There were not too many ingredients necessary to make cannoli, mainly the sugar, ricotta cheese and chocolate for the filling, the cannoli tubes, and some orange or lemon liquor for the shells.  I got some cointreau since I wanted some anyway, but I'm sure a cheaper liquor would have worked fine.

Following the recipe for the shells, it was clear that there were too little liquid to form a dough.














When the dough came out of the fridge it was too crumbly.  So I ended up adding several additional tablespoons of liquor, until the mixture seemed wet enough to combine, then putting the dough back in the fridge, until it formed into something I can roll out.


I had a pasta maker and it proved invaluable in rolling the dough out to a thin and even thickness.  I rolled the dough out until it fit the widest setting in the pasta maker, then kept feeding it through, reducing the setting on each pass, until I had sheets that were less than 1/8" thick.  I then used a plastic 4" lid to cut out circles.  Most of the extra dough I recombined and fed it through the pasta maker again, and re-cut circles.  This did not seem to affect the taste in the final shells.

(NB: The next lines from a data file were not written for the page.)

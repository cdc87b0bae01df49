use sea_orm::DatabaseConnection;

use crate::{
    model::station::{StationDto, StationPayload},
    server::{
        data::station::StationRepository,
        error::{validation::ValidationError, Error},
    },
};

pub struct StationService<'a> {
    db: &'a DatabaseConnection,
}

impl<'a> StationService<'a> {
    /// Creates a new instance of [`StationService`]
    pub fn new(db: &'a DatabaseConnection) -> Self {
        Self { db }
    }

    pub async fn list(&self) -> Result<Vec<StationDto>, Error> {
        let stations = StationRepository::new(self.db).get_all().await?;

        Ok(stations.into_iter().map(station_dto).collect())
    }

    pub async fn get(&self, id: i32) -> Result<StationDto, Error> {
        let station = StationRepository::new(self.db)
            .get_by_id(id)
            .await?
            .ok_or(Error::NotFound("Station"))?;

        Ok(station_dto(station))
    }

    pub async fn create(&self, payload: StationPayload) -> Result<StationDto, Error> {
        self.validate(&payload, None).await?;

        let station = StationRepository::new(self.db)
            .create(payload.name, payload.latitude, payload.longitude)
            .await?;

        tracing::info!(station_id = %station.id, "Created station {}", station.name);

        Ok(station_dto(station))
    }

    pub async fn update(&self, id: i32, payload: StationPayload) -> Result<StationDto, Error> {
        let station_repo = StationRepository::new(self.db);
        if station_repo.get_by_id(id).await?.is_none() {
            return Err(Error::NotFound("Station"));
        }

        self.validate(&payload, Some(id)).await?;

        let station = station_repo
            .update(id, payload.name, payload.latitude, payload.longitude)
            .await?
            .ok_or(Error::NotFound("Station"))?;

        Ok(station_dto(station))
    }

    /// Deletes a station, routes from or to it are deleted as well
    pub async fn delete(&self, id: i32) -> Result<(), Error> {
        let result = StationRepository::new(self.db).delete(id).await?;
        if result.rows_affected == 0 {
            return Err(Error::NotFound("Station"));
        }

        tracing::info!(station_id = %id, "Deleted station");

        Ok(())
    }

    /// Checks coordinate ranges & uniqueness, `station_id` is the station being replaced
    async fn validate(&self, payload: &StationPayload, station_id: Option<i32>) -> Result<(), Error> {
        if payload.name.trim().is_empty() {
            return Err(ValidationError::invalid("name", "This field may not be blank.").into());
        }
        if !(-90.0..=90.0).contains(&payload.latitude) {
            return Err(ValidationError::out_of_range(
                "latitude",
                "Ensure latitude is between -90 and 90.",
            )
            .into());
        }
        if !(-180.0..=180.0).contains(&payload.longitude) {
            return Err(ValidationError::out_of_range(
                "longitude",
                "Ensure longitude is between -180 and 180.",
            )
            .into());
        }

        let station_repo = StationRepository::new(self.db);

        if let Some(existing) = station_repo.find_by_name(&payload.name).await? {
            if Some(existing.id) != station_id {
                return Err(ValidationError::conflict(
                    "name",
                    "station with this name already exists.",
                )
                .into());
            }
        }

        if let Some(existing) = station_repo
            .find_by_coordinates(payload.latitude, payload.longitude)
            .await?
        {
            if Some(existing.id) != station_id {
                return Err(ValidationError::conflict(
                    "non_field_errors",
                    "The fields latitude, longitude must make a unique set.",
                )
                .into());
            }
        }

        Ok(())
    }
}

pub(crate) fn station_dto(station: entity::station::Model) -> StationDto {
    StationDto {
        id: station.id,
        name: station.name,
        latitude: station.latitude,
        longitude: station.longitude,
    }
}
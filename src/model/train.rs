use serde::{Deserialize, Serialize};

#[derive(Clone, Debug, Serialize, Deserialize, PartialEq)]
pub struct TrainTypeDto {
    pub id: i32,
    pub name: String,
}

#[derive(Clone, Debug, Serialize, Deserialize)]
pub struct TrainTypePayload {
    pub name: String,
}

/// Train as stored, the train type is referenced by ID
#[derive(Clone, Debug, Serialize, Deserialize)]
pub struct TrainDto {
    pub id: i32,
    pub name: String,
    pub cargo_num: i32,
    pub places_in_cargo: i32,
    pub train_type: i32,
    pub total_capacity: i64,
}

/// Train list entry and detail, the train type is shown by name
#[derive(Clone, Debug, Serialize, Deserialize)]
pub struct TrainListDto {
    pub id: i32,
    pub name: String,
    pub cargo_num: i32,
    pub places_in_cargo: i32,
    pub train_type: String,
    pub total_capacity: i64,
}

#[derive(Clone, Debug, Serialize, Deserialize)]
pub struct TrainPayload {
    pub name: String,
    pub cargo_num: i32,
    pub places_in_cargo: i32,
    pub train_type: i32,
}
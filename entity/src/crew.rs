use sea_orm::entity::prelude::*;

#[derive(Clone, Debug, PartialEq, DeriveEntityModel)]
#[sea_orm(table_name = "crew")]
pub struct Model {
    #[sea_orm(primary_key)]
    pub id: i32,
    pub first_name: String,
    pub last_name: String,
}

impl Model {
    pub fn full_name(&self) -> String {
        format!("{} {}", self.first_name, self.last_name)
    }
}

#[derive(Copy, Clone, Debug, EnumIter, DeriveRelation)]
pub enum Relation {
    #[sea_orm(has_many = "super::journey_crew::Entity")]
    JourneyCrew,
}

impl Related<super::journey::Entity> for Entity {
    fn to() -> RelationDef {
        super::journey_crew::Relation::Journey.def()
    }

    fn via() -> Option<RelationDef> {
        Some(super::journey_crew::Relation::Crew.def().rev())
    }
}

impl ActiveModelBehavior for ActiveModel {}
use sea_orm::{
    ActiveModelTrait, ActiveValue, ColumnTrait, ConnectionTrait, DbErr, DeleteResult, EntityTrait,
    IntoActiveModel, QueryFilter, QueryOrder,
};

pub struct CrewRepository<'a, C: ConnectionTrait> {
    db: &'a C,
}

impl<'a, C: ConnectionTrait> CrewRepository<'a, C> {
    /// Creates a new instance of [`CrewRepository`]
    pub fn new(db: &'a C) -> Self {
        Self { db }
    }

    pub async fn create(
        &self,
        first_name: String,
        last_name: String,
    ) -> Result<entity::crew::Model, DbErr> {
        let crew = entity::crew::ActiveModel {
            first_name: ActiveValue::Set(first_name),
            last_name: ActiveValue::Set(last_name),
            ..Default::default()
        };

        crew.insert(self.db).await
    }

    pub async fn get_by_id(&self, id: i32) -> Result<Option<entity::crew::Model>, DbErr> {
        entity::prelude::Crew::find_by_id(id).one(self.db).await
    }

    /// Returns crew members ordered by last then first name
    pub async fn get_all(&self) -> Result<Vec<entity::crew::Model>, DbErr> {
        entity::prelude::Crew::find()
            .order_by_asc(entity::crew::Column::LastName)
            .order_by_asc(entity::crew::Column::FirstName)
            .all(self.db)
            .await
    }

    pub async fn get_by_ids(&self, ids: &[i32]) -> Result<Vec<entity::crew::Model>, DbErr> {
        entity::prelude::Crew::find()
            .filter(entity::crew::Column::Id.is_in(ids.iter().copied()))
            .all(self.db)
            .await
    }

    pub async fn find_by_name(
        &self,
        first_name: &str,
        last_name: &str,
    ) -> Result<Option<entity::crew::Model>, DbErr> {
        entity::prelude::Crew::find()
            .filter(entity::crew::Column::FirstName.eq(first_name))
            .filter(entity::crew::Column::LastName.eq(last_name))
            .one(self.db)
            .await
    }

    pub async fn update(
        &self,
        id: i32,
        first_name: String,
        last_name: String,
    ) -> Result<Option<entity::crew::Model>, DbErr> {
        let Some(crew) = self.get_by_id(id).await? else {
            return Ok(None);
        };

        let mut crew_am = crew.into_active_model();
        crew_am.first_name = ActiveValue::Set(first_name);
        crew_am.last_name = ActiveValue::Set(last_name);

        Ok(Some(crew_am.update(self.db).await?))
    }

    /// Deletes a crew member along with their journey assignments
    pub async fn delete(&self, id: i32) -> Result<DeleteResult, DbErr> {
        entity::prelude::Crew::delete_by_id(id).exec(self.db).await
    }
}
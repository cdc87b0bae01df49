use axum::{extract::State, http::StatusCode, response::IntoResponse};
use serde::Deserialize;
use tower_sessions::Session;

use crate::{
    model::train::TrainPayload,
    server::{
        controller::util::{
            extract::{Json, Path, Query},
            get_user::{get_staff_from_session, get_user_from_session},
        },
        error::Error,
        model::app::AppState,
        service::train::{TrainFilter, TrainService},
    },
};

#[derive(Deserialize, Default)]
pub struct TrainListParams {
    pub name: Option<String>,
    pub train_types: Option<String>,
}

/// List trains with their train type name & total capacity
///
/// # Query parameters
/// - `name`: Case-insensitive substring of the train name
/// - `train_types`: Comma separated train type IDs, e.g. `1,3`
///
/// # Responses
/// - 200 (OK): Matching trains ordered by name
/// - 400 (Bad Request): `train_types` contains something other than IDs
/// - 401 (Unauthorized): No user in session
pub async fn list_trains(
    State(state): State<AppState>,
    session: Session,
    Query(params): Query<TrainListParams>,
) -> Result<impl IntoResponse, Error> {
    get_user_from_session(&state, &session).await?;

    let trains = TrainService::new(&state.db)
        .list(TrainFilter {
            name: params.name,
            train_types: params.train_types,
        })
        .await?;

    Ok((StatusCode::OK, Json(trains)))
}

pub async fn get_train(
    State(state): State<AppState>,
    session: Session,
    Path(id): Path<i32>,
) -> Result<impl IntoResponse, Error> {
    get_user_from_session(&state, &session).await?;

    let train = TrainService::new(&state.db).get(id).await?;

    Ok((StatusCode::OK, Json(train)))
}

/// Create a train, staff only
///
/// # Responses
/// - 201 (Created): The train with its total capacity
/// - 400 (Bad Request): Missing train type or dimensions below 1
/// - 403 (Forbidden): User is not staff
/// - 409 (Conflict): Name already used by another train
pub async fn create_train(
    State(state): State<AppState>,
    session: Session,
    Json(payload): Json<TrainPayload>,
) -> Result<impl IntoResponse, Error> {
    get_staff_from_session(&state, &session).await?;

    let train = TrainService::new(&state.db).create(payload).await?;

    Ok((StatusCode::CREATED, Json(train)))
}

pub async fn update_train(
    State(state): State<AppState>,
    session: Session,
    Path(id): Path<i32>,
    Json(payload): Json<TrainPayload>,
) -> Result<impl IntoResponse, Error> {
    get_staff_from_session(&state, &session).await?;

    let train = TrainService::new(&state.db).update(id, payload).await?;

    Ok((StatusCode::OK, Json(train)))
}

/// Delete a train along with its journeys, staff only
pub async fn delete_train(
    State(state): State<AppState>,
    session: Session,
    Path(id): Path<i32>,
) -> Result<impl IntoResponse, Error> {
    get_staff_from_session(&state, &session).await?;

    TrainService::new(&state.db).delete(id).await?;

    Ok(StatusCode::NO_CONTENT)
}
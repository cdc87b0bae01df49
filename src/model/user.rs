use chrono::NaiveDateTime;
use serde::{Deserialize, Serialize};

#[derive(Clone, Debug, Serialize, Deserialize)]
pub struct UserDto {
    pub id: i32,
    pub email: String,
    pub first_name: String,
    pub last_name: String,
    pub is_staff: bool,
    pub created_at: NaiveDateTime,
}

#[derive(Clone, Debug, Serialize, Deserialize)]
pub struct RegisterPayload {
    pub email: String,
    pub password: String,
    #[serde(default)]
    pub first_name: String,
    #[serde(default)]
    pub last_name: String,
}

#[derive(Clone, Debug, Serialize, Deserialize)]
pub struct LoginPayload {
    pub email: String,
    pub password: String,
}

/// Profile changes, omitted fields are left untouched
#[derive(Clone, Debug, Default, Serialize, Deserialize)]
pub struct UpdateUserPayload {
    pub first_name: Option<String>,
    pub last_name: Option<String>,
    pub password: Option<String>,
}
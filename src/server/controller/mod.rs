//! HTTP controller endpoints for the railbook API.
//!
//! Axum handlers per resource. Each handler resolves the user from the session, checks
//! permissions, calls the matching service and returns its DTO as JSON. Reference data reads
//! need a logged in user while writes need staff; orders & tickets are scoped to their owner.

pub mod crew;
pub mod journey;
pub mod order;
pub mod route;
pub mod station;
pub mod ticket;
pub mod train;
pub mod train_type;
pub mod user;
pub mod util;
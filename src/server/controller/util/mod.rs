//! Helpers shared by controllers.

pub mod extract;
pub mod get_user;
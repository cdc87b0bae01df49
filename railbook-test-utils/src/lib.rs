pub mod builder;
pub mod constant;
pub mod context;
pub mod error;
pub mod fixtures;

pub use builder::TestBuilder;
pub use context::TestContext;
pub use error::TestError;

pub mod prelude {
    pub use crate::{TestBuilder, TestContext, TestError};
}
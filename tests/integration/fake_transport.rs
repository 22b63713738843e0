//! Scripted [`Transport`] for integration tests.
//!
//! Grounded on `examples/original_source/tests/fake_transport.c`: queue up
//! responses (or, for streaming, queues of raw chunks) ahead of time and
//! let the driver consume them in call order.

use std::collections::{HashMap, VecDeque};

use llmclient::error::Error;
use llmclient::transport::{ChunkCallback, HttpResponse, TlsConfig, Transport};

pub struct ScriptedResponse {
    pub status: u16,
    pub body: Vec<u8>,
}

pub struct ScriptedStream {
    pub status: u16,
    pub chunks: Vec<Vec<u8>>,
}

#[derive(Default)]
pub struct FakeTransport {
    pub json_responses: VecDeque<ScriptedResponse>,
    pub stream_responses: VecDeque<ScriptedStream>,
}

impl FakeTransport {
    pub fn new() -> Self {
        Self::default()
    }

    pub fn push_json(&mut self, status: u16, body: impl Into<Vec<u8>>) -> &mut Self {
        self.json_responses.push_back(ScriptedResponse { status, body: body.into() });
        self
    }

    pub fn push_stream(&mut self, status: u16, chunks: Vec<&str>) -> &mut Self {
        self.stream_responses.push_back(ScriptedStream {
            status,
            chunks: chunks.into_iter().map(|c| c.as_bytes().to_vec()).collect(),
        });
        self
    }
}

impl Transport for FakeTransport {
    fn http_get(
        &mut self,
        _url: &str,
        _headers: &HashMap<String, String>,
        _tls: &TlsConfig,
        _proxy: Option<&str>,
        _no_proxy: Option<&str>,
    ) -> Result<HttpResponse, Error> {
        let r = self.json_responses.pop_front().expect("no scripted GET response queued");
        Ok(HttpResponse { status: r.status, headers: HashMap::new(), body: r.body })
    }

    fn http_post(
        &mut self,
        _url: &str,
        _headers: &HashMap<String, String>,
        _body: &[u8],
        _tls: &TlsConfig,
        _proxy: Option<&str>,
        _no_proxy: Option<&str>,
    ) -> Result<HttpResponse, Error> {
        let r = self.json_responses.pop_front().expect("no scripted POST response queued");
        Ok(HttpResponse { status: r.status, headers: HashMap::new(), body: r.body })
    }

    fn http_post_stream(
        &mut self,
        _url: &str,
        _headers: &HashMap<String, String>,
        _body: &[u8],
        _tls: &TlsConfig,
        _proxy: Option<&str>,
        _no_proxy: Option<&str>,
        on_chunk: &mut ChunkCallback<'_>,
    ) -> Result<(u16, HashMap<String, String>), Error> {
        let scripted = self.stream_responses.pop_front().expect("no scripted stream queued");
        for chunk in &scripted.chunks {
            if !on_chunk(chunk) {
                break;
            }
        }
        Ok((scripted.status, HashMap::new()))
    }
}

While the dough was resting in the fridge, I made the ricotta filling.  Very simple, just combining the chocolate (food processed to tiny chips), orange peel and sugar.  The recipe said to drain the ricotta cheese before, which I did, but almost no liquid came out.  I think perhaps there's a "fresh" ricotta with lots of water that was different from the grocery store kind I got.

Since I had much chocolate left, I also made a second filling of italian chocolate pastry cream using this recipe:

http://www.mangiabenepasta.com/creampuffs.html

I used pastry cream portion with the chocolate variation.  In the end, I actually preferred this chocolate filling over the ricotta, but it's not very traditional.

Wrapping the tubes and frying the shells came next.  I made sure each shell was securely on each tube, and that the end of the tubes were exposed.  I used a medium sauce pan large enough to fit the tubes, and filled it with several inches of oil.  I heated the oil until around 370, and fried one shell at a time, for about one minute.  I used tongs to hold each end of the tube and lower them in the oil.  Then placed them on a rack to drain.  After about 5 minutes, when the shell and tube are cool enough to handle, I took the shells off.  This required a surprising amount of force, but I found that grabbing the shell and twisting the tube usually worked.  Luckily there were only a few cracks and crumbles and no catastrophic shell breaks.

Finally, filling the shells with a pastry bag went pretty smoothly.  Filling each shell from both ends works well.  Dip one end in some crushed pistachio nuts, dust some powdered sugar on top, and the cannoli are ready to enjoy!